It is said that men wept at the scene where the truck tried to beat the train across the tracks. The last picture taken of Scott and Les was on Thanksgiving night. They had gone out to have a little fun. They had gone to pick up the hometown Homecoming queen. She was sweet, loveable girl. She isn’t clear who was driving or exactly what happened. It didn’t matter, after all. Knowing those details wouldn’t bring any of them back.

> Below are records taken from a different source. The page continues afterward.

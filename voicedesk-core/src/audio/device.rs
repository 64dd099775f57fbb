//! Audio device enumeration for both directions.

use serde::{Deserialize, Serialize};

use super::StreamDirection;

/// Metadata about an audio device.
#[derive(Debug, Clone, Serialize, Deserialize)]
#[serde(rename_all = "camelCase")]
pub struct DeviceInfo {
    /// Human-readable device name reported by the OS.
    pub name: String,
    /// Whether this is the system default device for its direction.
    pub is_default: bool,
    /// Heuristic flag for inputs that likely capture system/output audio.
    pub is_loopback_like: bool,
    /// Heuristic recommendation for the best device in this direction.
    pub is_recommended: bool,
}

const LOOPBACK_KEYWORDS: &[&str] = &[
    "stereo mix",
    "wave out",
    "what u hear",
    "what you hear",
    "loopback",
    "virtual output",
    "monitor of",
    "speakers (",
    "headphones (",
];

const MIC_POSITIVE_KEYWORDS: &[&str] = &[
    "microphone",
    "mic",
    "array",
    "headset",
    "input",
    "usb",
    "webcam",
];

const SPEAKER_POSITIVE_KEYWORDS: &[&str] = &["speaker", "headphone", "headset", "output"];

/// Best-effort heuristic for loopback/system-output capture devices.
pub fn is_loopback_like_name(name: &str) -> bool {
    let lowered = name.trim().to_ascii_lowercase();
    LOOPBACK_KEYWORDS.iter().any(|k| lowered.contains(k))
}

/// Score a device name for the given direction. Higher is better.
///
/// Inputs penalise loopback-looking names (they would feed the agent its
/// own voice back); outputs only reward speaker-ish names.
pub fn preference_score(name: &str, direction: StreamDirection) -> i32 {
    let lowered = name.trim().to_ascii_lowercase();
    let mut score = 0;
    match direction {
        StreamDirection::Input => {
            score += if is_loopback_like_name(&lowered) { -16 } else { 8 };
            if MIC_POSITIVE_KEYWORDS.iter().any(|k| lowered.contains(k)) {
                score += 6;
            }
        }
        StreamDirection::Output => {
            if SPEAKER_POSITIVE_KEYWORDS.iter().any(|k| lowered.contains(k)) {
                score += 6;
            }
        }
    }
    if lowered.contains("default") {
        score += 1;
    }
    score
}

fn rank(mut list: Vec<DeviceInfo>, direction: StreamDirection) -> Vec<DeviceInfo> {
    if let Some((idx, _)) = list
        .iter()
        .enumerate()
        .max_by_key(|(_, d)| preference_score(&d.name, direction) + if d.is_default { 2 } else { 0 })
    {
        if let Some(best) = list.get_mut(idx) {
            best.is_recommended = true;
        }
    }

    list.sort_by_key(|d| {
        (
            !d.is_recommended,
            d.is_loopback_like,
            !d.is_default,
            d.name.to_ascii_lowercase(),
        )
    });
    list
}

/// List audio devices for a direction, best candidate first.
///
/// Returns an empty `Vec` if cpal is not available or no devices exist.
#[cfg(feature = "audio-cpal")]
pub fn list_devices(direction: StreamDirection) -> Vec<DeviceInfo> {
    use cpal::traits::{DeviceTrait, HostTrait};

    let host = cpal::default_host();
    let (default_name, devices) = match direction {
        StreamDirection::Input => (
            host.default_input_device().and_then(|d| d.name().ok()),
            host.input_devices().map(|it| it.collect::<Vec<_>>()),
        ),
        StreamDirection::Output => (
            host.default_output_device().and_then(|d| d.name().ok()),
            host.output_devices().map(|it| it.collect::<Vec<_>>()),
        ),
    };

    match devices {
        Ok(devices) => {
            let list = devices
                .into_iter()
                .enumerate()
                .map(|(idx, device)| {
                    let name = device
                        .name()
                        .unwrap_or_else(|_| format!("{direction:?} Device {}", idx + 1));
                    DeviceInfo {
                        is_default: default_name.as_deref() == Some(name.as_str()),
                        is_loopback_like: direction == StreamDirection::Input
                            && is_loopback_like_name(&name),
                        is_recommended: false,
                        name,
                    }
                })
                .collect::<Vec<_>>();
            rank(list, direction)
        }
        Err(e) => {
            tracing::warn!(?direction, "failed to enumerate devices: {e}");
            default_name
                .map(|name| {
                    vec![DeviceInfo {
                        is_loopback_like: direction == StreamDirection::Input
                            && is_loopback_like_name(&name),
                        name,
                        is_default: true,
                        is_recommended: true,
                    }]
                })
                .unwrap_or_default()
        }
    }
}

#[cfg(not(feature = "audio-cpal"))]
pub fn list_devices(_direction: StreamDirection) -> Vec<DeviceInfo> {
    vec![]
}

Even years later, she’d go sit at the train tracks where three young lives with everything in front of them were snatched up by God quickly, violently, definitively. She would sit on the ground just beyond the crossing, rocking, apologizing to all three of them for her role in their deaths. If she had just waited until he came home for Christmas… if she had just not gone out so much… if she had just had a little integrity… if she had just been able to talk with Les more… If she had not been so heartbroken that he didn’t want her to go with him to school… if she had just been stronger when her crush had laid her down on the soft green grass in the park, as he soothed the pain she felt from Les’s absence. She would eventually quit visiting the tracks, but her heart stayed there, and she never stopped rocking and apologizing.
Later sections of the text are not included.